The risk of hearing loss due to aminoglycosides increases with the degree
of exposure to either high peak or high trough serum concentrations. Patients
developing cochlear damage may not have symptoms during therapy to warn them
of developing eighth-nerve toxicity, and total or partial irreversible bilateral
deafness may occur after the drug has been discontinued. Aminoglycoside-induced
ototoxicity is usually irreversible. Aminoglycosides
are potentially nephrotoxic. The risk of nephrotoxicity is greater in patients
with impaired renal function and in those who receive high doses or prolonged
therapy. Neuromuscular blockade and respiratory paralysis
have been reported following parenteral injection, topical instillation (as
in orthopedic and abdominal irrigation or in local treatment of empyema),
and following oral use of aminoglycosides. The possibility of these phenomena
should be considered if aminoglycosides are administered by any route, especially
in patients receiving anesthetics, neuromuscular blocking agents such as tubocurarine,
succinylcholine, decamethonium, or in patients receiving massive transfusions
of citrate-anticoagulated blood. If blockage occurs, calcium salts may reverse
these phenomena, but mechanical respiratory assistance may be necessary. Renal
and eighth-nerve function should be closely monitored especially in patients
with known or suspected renal impairment at the onset of therapy and also
in those whose renal function is initially normal but who develop signs of
renal dysfunction during therapy. Serum concentrations of amikacin should
be monitoredwhen feasible to assure adequate levels and to avoid potentially
toxic levels and prolonged peak concentrations above 35 micrograms per mL.

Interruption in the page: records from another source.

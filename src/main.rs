use clap::{Parser, Subcommand, ValueEnum};
use tracing_subscriber::EnvFilter;

use pokedex::action::Action;
use pokedex::effect;
use pokedex::reducer::reduce;
use pokedex::state::{display_name, AppState, SortKey};

#[derive(Parser, Debug)]
#[command(name = "pokedex")]
#[command(about = "Browse the PokeAPI catalog from the terminal")]
struct Args {
    #[command(subcommand)]
    command: Command,
}

#[derive(Subcommand, Debug)]
enum Command {
    /// Load the catalog and print the revealed slice
    List {
        /// Case-insensitive substring filter on the name
        #[arg(long)]
        search: Option<String>,
        /// Sort order for the list
        #[arg(long, value_enum, default_value = "id-asc")]
        sort: SortArg,
        /// How many entries to reveal
        #[arg(long, default_value_t = 20)]
        reveal: usize,
    },
    /// Aggregate and print one entry's detail view
    Show {
        /// Name or numeric id
        name: String,
    },
}

#[derive(Clone, Copy, Debug, ValueEnum)]
enum SortArg {
    NameAsc,
    NameDesc,
    IdAsc,
    IdDesc,
    WeightAsc,
    WeightDesc,
}

impl From<SortArg> for SortKey {
    fn from(arg: SortArg) -> Self {
        match arg {
            SortArg::NameAsc => SortKey::NameAsc,
            SortArg::NameDesc => SortKey::NameDesc,
            SortArg::IdAsc => SortKey::IdAsc,
            SortArg::IdDesc => SortKey::IdDesc,
            SortArg::WeightAsc => SortKey::WeightAsc,
            SortArg::WeightDesc => SortKey::WeightDesc,
        }
    }
}

/// Runs one action to quiescence: reduce, execute the returned effects,
/// feed their completion actions back in.
async fn drive(state: &mut AppState, action: Action) {
    let mut pending = reduce(state, action);
    while let Some(effect) = pending.pop() {
        let completion = effect::run(effect).await;
        pending.extend(reduce(state, completion));
    }
}

#[tokio::main]
async fn main() {
    tracing_subscriber::fmt()
        .with_env_filter(EnvFilter::from_default_env())
        .with_writer(std::io::stderr)
        .init();

    let args = Args::parse();
    let mut state = AppState::default();

    match args.command {
        Command::List {
            search,
            sort,
            reveal,
        } => {
            drive(&mut state, Action::CatalogFetch).await;
            if let Some(message) = &state.message {
                eprintln!("{message}");
                std::process::exit(1);
            }
            if let Some(search) = search {
                drive(&mut state, Action::QuerySet(search)).await;
            }
            drive(&mut state, Action::SortSet(sort.into())).await;
            state.revealed = 0;
            drive(&mut state, Action::RevealMore(reveal)).await;

            for entry in state.visible_slice() {
                println!(
                    "#{:<4} {:<20} weight {}",
                    entry.id,
                    display_name(&entry.name),
                    entry.weight
                );
            }
            println!(
                "-- showing {} of {} matching entries",
                state.visible_slice().len(),
                state.visible.len()
            );
        }

        Command::Show { name } => {
            drive(&mut state, Action::DetailFetch { name }).await;
            let Some(detail) = &state.detail else {
                let message = state
                    .message
                    .unwrap_or_else(|| "detail unavailable".to_string());
                eprintln!("{message}");
                std::process::exit(1);
            };

            println!("#{} {}", detail.id, display_name(&detail.name));
            println!(
                "types: {}",
                detail
                    .types
                    .iter()
                    .map(|t| t.to_uppercase())
                    .collect::<Vec<_>>()
                    .join(" / ")
            );
            if let Some(image) = &detail.images.front_default {
                println!("image: {image}");
            }
            if !detail.description.is_empty() {
                println!("\n{}", detail.description);
            }

            println!("\nabilities:");
            for ability in &detail.abilities {
                println!("  {}: {}", display_name(&ability.name), ability.effect);
            }

            println!("\nstats:");
            for stat in &detail.stats {
                println!("  {:<16} {:>3}", stat.name, stat.value);
            }

            if !detail.evolution.is_empty() {
                println!("\nevolution:");
                for stage in &detail.evolution {
                    println!(
                        "  {}{}",
                        "  ".repeat(usize::from(stage.depth)),
                        display_name(&stage.name)
                    );
                }
            }
        }
    }
}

Urine should be examined for decreased specific gravity, increased excretion
of proteins, and the presence of cells or casts. Blood urea nitrogen, serum
creatinine, or creatinine clearance should be measured periodically. Serial
audiograms should be obtained where feasible in patients old enough to be
tested, particularly high risk patients. Evidence of ototoxicity (dizziness,
vertigo, tinnitus, roaring in the ears, and hearing loss) or nephrotoxicity
requires discontinuation of the drug or dosage adjustment. Concurrent
and/or sequential systemic, oral, or topical use of other neurotoxic or nephrotoxic
products, particularly bacitracin, cisplatin, amphotericin B, cephaloridine,
paromomycin, viomycin, polymyxin B, colistin, vancomycin, or other aminoglycosides
should be avoided. Other factors that may increase risk of toxicity are advanced
age and dehydration. The concurrent use of amikacin
with potent diuretics (ethacrynic acid, or furosemide) should be avoided since
diuretics by themselves may cause ototoxicity. In addition, when administered,
intravenously, diuretics may enhance aminoglycoside toxicity by altering antibiotic
concentrations in serum and tissue.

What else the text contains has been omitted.